The drop zone in skydiving is the area a skydiver aims at to land when he jumps from the plane. This is the entire area where the diver leaves the plane and over which he drifts as he descends, as well as where he is expected to touch down when he hits the ground.

Therefore, the skydive drop zone is the whole region where people learn to and then practice skydiving. There are three primary ways to learn skydiving, and each depends upon the amount of time and money one is willing to spend. You can choose between tandem diving, static line diving and accelerated free fall. Each is designed to give you the experience of skydiving in varying degrees.

The way you choose to skydive for the first time will be determined by what you hope to derive from the skydiving experience. Your initial experience should be designed to acquaint you with the sport, while expanding your horizons and giving you fun and excitement.

The first type of skydiving that most people engage in is tandem skydiving. It is a great way to experience skydiving while taking little risk and without too much prior preparation. In this method of skydiving, a drogue parachute is used, which allows the parachute to open during a quick descent and then slow the descent down considerably so that the descent can be used as a training tool. Most skydiving centers and schools use tandem jumping as the first jump a student will try, but many people simply use tandem jumping for the one time jump of their lives just to experience this thrill.
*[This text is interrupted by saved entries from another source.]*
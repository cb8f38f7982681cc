//! `Cache-Control` handling for feed responses.

/// Extracts `max-age` from a `Cache-Control` value.
///
/// The first directive that parses wins; other directives are ignored.
pub fn parse_max_age(cache_control: &str) -> Option<i64> {
    cache_control
        .split(',')
        .map(str::trim)
        .filter_map(|directive| {
            let (name, value) = directive.split_once('=')?;
            if !name.trim().eq_ignore_ascii_case("max-age") {
                return None;
            }
            value.trim().trim_matches('"').parse::<u32>().ok()
        })
        .map(i64::from)
        .next()
}
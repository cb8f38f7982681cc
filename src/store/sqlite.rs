use std::path::Path;
use std::sync::{Mutex, MutexGuard};

use chrono::{DateTime, Utc};
use rusqlite::{params, Connection, OptionalExtension, Row};
use rusqlite_migration::{Migrations, M};

use crate::app::{NewsflowError, Result};
use crate::domain::{CacheHeaders, Feed, FeedUpdate, Item};
use crate::store::{Store, UpsertStats};

const FEED_COLUMNS: &str = "id, url, title, description, last_updated, last_error, last_error_time,
     etag, last_modified, cache_control_max_age, visible, created_at";

const ITEM_COLUMNS: &str =
    "id, feed_id, guid, title, description, content, link, published, read, fetched_at";

/// SQLite-backed store. Every call goes through one connection mutex, so
/// reads and writes for all feeds are serialized.
pub struct SqliteStore {
    conn: Mutex<Connection>,
}

impl SqliteStore {
    pub fn new<P: AsRef<Path>>(path: P) -> Result<Self> {
        let conn = Connection::open(path)?;
        let store = Self {
            conn: Mutex::new(conn),
        };
        store.run_migrations()?;
        Ok(store)
    }

    pub fn in_memory() -> Result<Self> {
        let conn = Connection::open_in_memory()?;
        let store = Self {
            conn: Mutex::new(conn),
        };
        store.run_migrations()?;
        Ok(store)
    }

    fn run_migrations(&self) -> Result<()> {
        let migrations = Migrations::new(vec![M::up(include_str!(
            "../../migrations/001-initial/up.sql"
        ))]);

        let mut conn = self.conn()?;

        conn.execute("PRAGMA foreign_keys = ON", [])?;
        migrations
            .to_latest(&mut conn)
            .map_err(|e| NewsflowError::Migration(e.to_string()))?;

        Ok(())
    }

    fn conn(&self) -> Result<MutexGuard<'_, Connection>> {
        self.conn.lock().map_err(|e| {
            NewsflowError::Database(rusqlite::Error::SqliteFailure(
                rusqlite::ffi::Error::new(1),
                Some(e.to_string()),
            ))
        })
    }

    fn parse_datetime(s: &str) -> Option<DateTime<Utc>> {
        DateTime::parse_from_rfc3339(s)
            .map(|dt| dt.with_timezone(&Utc))
            .ok()
            .or_else(|| s.parse::<DateTime<Utc>>().ok())
    }

    fn optional_datetime(row: &Row<'_>, idx: usize) -> rusqlite::Result<Option<DateTime<Utc>>> {
        Ok(row
            .get::<_, Option<String>>(idx)?
            .and_then(|s| Self::parse_datetime(&s)))
    }

    fn row_to_feed(row: &Row<'_>) -> rusqlite::Result<Feed> {
        Ok(Feed {
            id: row.get(0)?,
            url: row.get(1)?,
            title: row.get(2)?,
            description: row.get(3)?,
            last_updated: Self::optional_datetime(row, 4)?,
            last_error: row.get(5)?,
            last_error_time: Self::optional_datetime(row, 6)?,
            etag: row.get(7)?,
            last_modified: row.get(8)?,
            cache_control_max_age: row.get(9)?,
            visible: row.get(10)?,
            created_at: Self::optional_datetime(row, 11)?.unwrap_or_else(Utc::now),
        })
    }

    fn row_to_item(row: &Row<'_>) -> rusqlite::Result<Item> {
        Ok(Item {
            id: row.get(0)?,
            feed_id: row.get(1)?,
            guid: row.get(2)?,
            title: row.get(3)?,
            description: row.get(4)?,
            content: row.get(5)?,
            link: row.get(6)?,
            published: Self::optional_datetime(row, 7)?,
            read: row.get(8)?,
            fetched_at: Self::optional_datetime(row, 9)?.unwrap_or_else(Utc::now),
        })
    }

    fn query_feeds(&self, sql: &str) -> Result<Vec<Feed>> {
        let conn = self.conn()?;
        let mut stmt = conn.prepare(sql)?;
        let feeds = stmt
            .query_map([], Self::row_to_feed)?
            .collect::<std::result::Result<Vec<_>, _>>()?;
        Ok(feeds)
    }
}

fn apply_feed_update(conn: &Connection, id: i64, update: &FeedUpdate) -> Result<()> {
    let changed = conn.execute(
        "UPDATE feeds SET
            title = COALESCE(?1, title),
            description = COALESCE(?2, description),
            last_updated = COALESCE(?3, last_updated)
         WHERE id = ?4",
        params![
            update.title,
            update.description,
            update.last_updated.map(|dt| dt.to_rfc3339()),
            id
        ],
    )?;
    if changed == 0 {
        return Err(NewsflowError::FeedNotFound(id.to_string()));
    }

    if let Some(ref cache) = update.cache {
        write_cache_headers(conn, id, cache)?;
    }

    Ok(())
}

fn write_cache_headers(conn: &Connection, id: i64, cache: &CacheHeaders) -> Result<()> {
    conn.execute(
        "UPDATE feeds SET etag = ?1, last_modified = ?2, cache_control_max_age = ?3
         WHERE id = ?4",
        params![cache.etag, cache.last_modified, cache.max_age, id],
    )?;
    Ok(())
}

fn upsert_item_row(conn: &Connection, item: &Item) -> Result<bool> {
    let exists: bool = conn.query_row(
        "SELECT EXISTS(SELECT 1 FROM items WHERE feed_id = ?1 AND guid = ?2)",
        params![item.feed_id, item.guid],
        |row| row.get(0),
    )?;

    conn.execute(
        "INSERT INTO items (feed_id, guid, title, description, content, link, published, fetched_at)
         VALUES (?1, ?2, ?3, ?4, ?5, ?6, ?7, ?8)
         ON CONFLICT(feed_id, guid) DO UPDATE SET
            title = excluded.title,
            description = excluded.description,
            content = excluded.content,
            link = excluded.link,
            published = excluded.published",
        params![
            item.feed_id,
            item.guid,
            item.title,
            item.description,
            item.content,
            item.link,
            item.published.map(|dt| dt.to_rfc3339()),
            item.fetched_at.to_rfc3339()
        ],
    )?;

    Ok(!exists)
}

impl Store for SqliteStore {
    fn add_feed(&self, feed: &Feed) -> Result<i64> {
        let conn = self.conn()?;

        conn.execute(
            "INSERT INTO feeds (url, title, description, visible, created_at)
             VALUES (?1, ?2, ?3, ?4, ?5)",
            params![
                feed.url,
                feed.title,
                feed.description,
                feed.visible,
                feed.created_at.to_rfc3339()
            ],
        )?;

        Ok(conn.last_insert_rowid())
    }

    fn get_feed(&self, id: i64) -> Result<Option<Feed>> {
        let conn = self.conn()?;
        let result = conn
            .query_row(
                &format!("SELECT {FEED_COLUMNS} FROM feeds WHERE id = ?1"),
                params![id],
                Self::row_to_feed,
            )
            .optional()?;
        Ok(result)
    }

    fn get_feed_by_url(&self, url: &str) -> Result<Option<Feed>> {
        let conn = self.conn()?;
        let result = conn
            .query_row(
                &format!("SELECT {FEED_COLUMNS} FROM feeds WHERE url = ?1"),
                params![url],
                Self::row_to_feed,
            )
            .optional()?;
        Ok(result)
    }

    fn list_feeds(&self) -> Result<Vec<Feed>> {
        self.query_feeds(&format!(
            "SELECT {FEED_COLUMNS} FROM feeds WHERE visible = 1 ORDER BY title, url"
        ))
    }

    fn list_all_feeds(&self) -> Result<Vec<Feed>> {
        self.query_feeds(&format!(
            "SELECT {FEED_COLUMNS} FROM feeds ORDER BY title, url"
        ))
    }

    fn set_feed_visible(&self, url: &str, visible: bool) -> Result<()> {
        let conn = self.conn()?;
        let changed = conn.execute(
            "UPDATE feeds SET visible = ?1 WHERE url = ?2",
            params![visible, url],
        )?;
        if changed == 0 {
            return Err(NewsflowError::FeedNotFound(url.to_string()));
        }
        Ok(())
    }

    fn update_feed(&self, id: i64, update: &FeedUpdate) -> Result<()> {
        let conn = self.conn()?;
        apply_feed_update(&conn, id, update)
    }

    fn update_feed_error(&self, id: i64, error: &str, when: DateTime<Utc>) -> Result<()> {
        let conn = self.conn()?;
        conn.execute(
            "UPDATE feeds SET last_error = ?1, last_error_time = ?2 WHERE id = ?3",
            params![error, when.to_rfc3339(), id],
        )?;
        Ok(())
    }

    fn clear_feed_error(&self, id: i64) -> Result<()> {
        let conn = self.conn()?;
        conn.execute(
            "UPDATE feeds SET last_error = NULL, last_error_time = NULL WHERE id = ?1",
            params![id],
        )?;
        Ok(())
    }

    fn mark_not_modified(&self, id: i64, when: DateTime<Utc>) -> Result<()> {
        let conn = self.conn()?;
        let changed = conn.execute(
            "UPDATE feeds SET last_updated = ?1, last_error = NULL, last_error_time = NULL
             WHERE id = ?2",
            params![when.to_rfc3339(), id],
        )?;
        if changed == 0 {
            return Err(NewsflowError::FeedNotFound(id.to_string()));
        }
        Ok(())
    }

    fn delete_feed(&self, id: i64) -> Result<()> {
        let conn = self.conn()?;
        conn.execute("DELETE FROM feeds WHERE id = ?1", params![id])?;
        Ok(())
    }

    fn upsert_item(&self, item: &Item) -> Result<bool> {
        let conn = self.conn()?;
        upsert_item_row(&conn, item)
    }

    fn commit_refresh(&self, id: i64, update: &FeedUpdate, items: &[Item]) -> Result<UpsertStats> {
        let mut conn = self.conn()?;
        let tx = conn.transaction()?;

        // Title and description follow the latest document, even when it drops them.
        let changed = tx.execute(
            "UPDATE feeds SET
                title = ?1,
                description = ?2,
                last_updated = COALESCE(?3, last_updated),
                last_error = NULL,
                last_error_time = NULL
             WHERE id = ?4",
            params![
                update.title,
                update.description,
                update.last_updated.map(|dt| dt.to_rfc3339()),
                id
            ],
        )?;
        if changed == 0 {
            return Err(NewsflowError::FeedNotFound(id.to_string()));
        }
        if let Some(ref cache) = update.cache {
            write_cache_headers(&tx, id, cache)?;
        }

        let mut stats = UpsertStats::default();
        for item in items {
            debug_assert_eq!(item.feed_id, id);
            if upsert_item_row(&tx, item)? {
                stats.inserted += 1;
            } else {
                stats.updated += 1;
            }
        }

        tx.commit()?;
        Ok(stats)
    }

    fn get_items_by_feed(&self, feed_id: i64) -> Result<Vec<Item>> {
        let conn = self.conn()?;
        let mut stmt = conn.prepare(&format!(
            "SELECT {ITEM_COLUMNS} FROM items WHERE feed_id = ?1
             ORDER BY published DESC, id"
        ))?;
        let items = stmt
            .query_map(params![feed_id], Self::row_to_item)?
            .collect::<std::result::Result<Vec<_>, _>>()?;
        Ok(items)
    }

    fn get_all_items(&self) -> Result<Vec<Item>> {
        let conn = self.conn()?;
        let mut stmt = conn.prepare(&format!(
            "SELECT {ITEM_COLUMNS} FROM items ORDER BY published DESC, id"
        ))?;
        let items = stmt
            .query_map([], Self::row_to_item)?
            .collect::<std::result::Result<Vec<_>, _>>()?;
        Ok(items)
    }

    fn set_read(&self, item_id: i64, read: bool) -> Result<()> {
        let conn = self.conn()?;
        conn.execute(
            "UPDATE items SET read = ?1 WHERE id = ?2",
            params![read, item_id],
        )?;
        Ok(())
    }

    fn mark_all_read(&self, feed_id: i64) -> Result<()> {
        let conn = self.conn()?;
        conn.execute(
            "UPDATE items SET read = 1 WHERE feed_id = ?1",
            params![feed_id],
        )?;
        Ok(())
    }

    fn get_unread_count(&self, feed_id: i64) -> Result<i64> {
        let conn = self.conn()?;
        let count: i64 = conn.query_row(
            "SELECT COUNT(*) FROM items WHERE feed_id = ?1 AND read = 0",
            params![feed_id],
            |row| row.get(0),
        )?;
        Ok(count)
    }
}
Tandem skydiving means that the student is literally connected (by a harness) to the instructor during the dive. The student can choose to do nothing and enjoy the ride, or can learn by doing as the dive is taking place. In either case, the instructor has total, final control over the dive.

Another method by which to learn skydiving is the static line. In this method, the parachute is connected to a static line on the plane, and the parachute is deployed automatically as soon as the diver leaves the plane.

A final way to learn is the accelerated free fall. In this method, one or more instructors, usually two, accompany the student on his jump and assist and instruct him as he dives. If the student is unsure about how to deploy the parachute, the trainer can just reach over and show him what to do. If there is still a problem, the instructor will pull the student’s chute himself. This is the fastest way to a free fall dive. As a rule, there are at least three accompanied dives before the student can skydive solo.

Instructors are responsible for determining when a student is ready for a solo skydive by observing how he managed to dive into the sky dive drop zone area. There is nothing like that first experience of pulling your own ripcord when skydiving!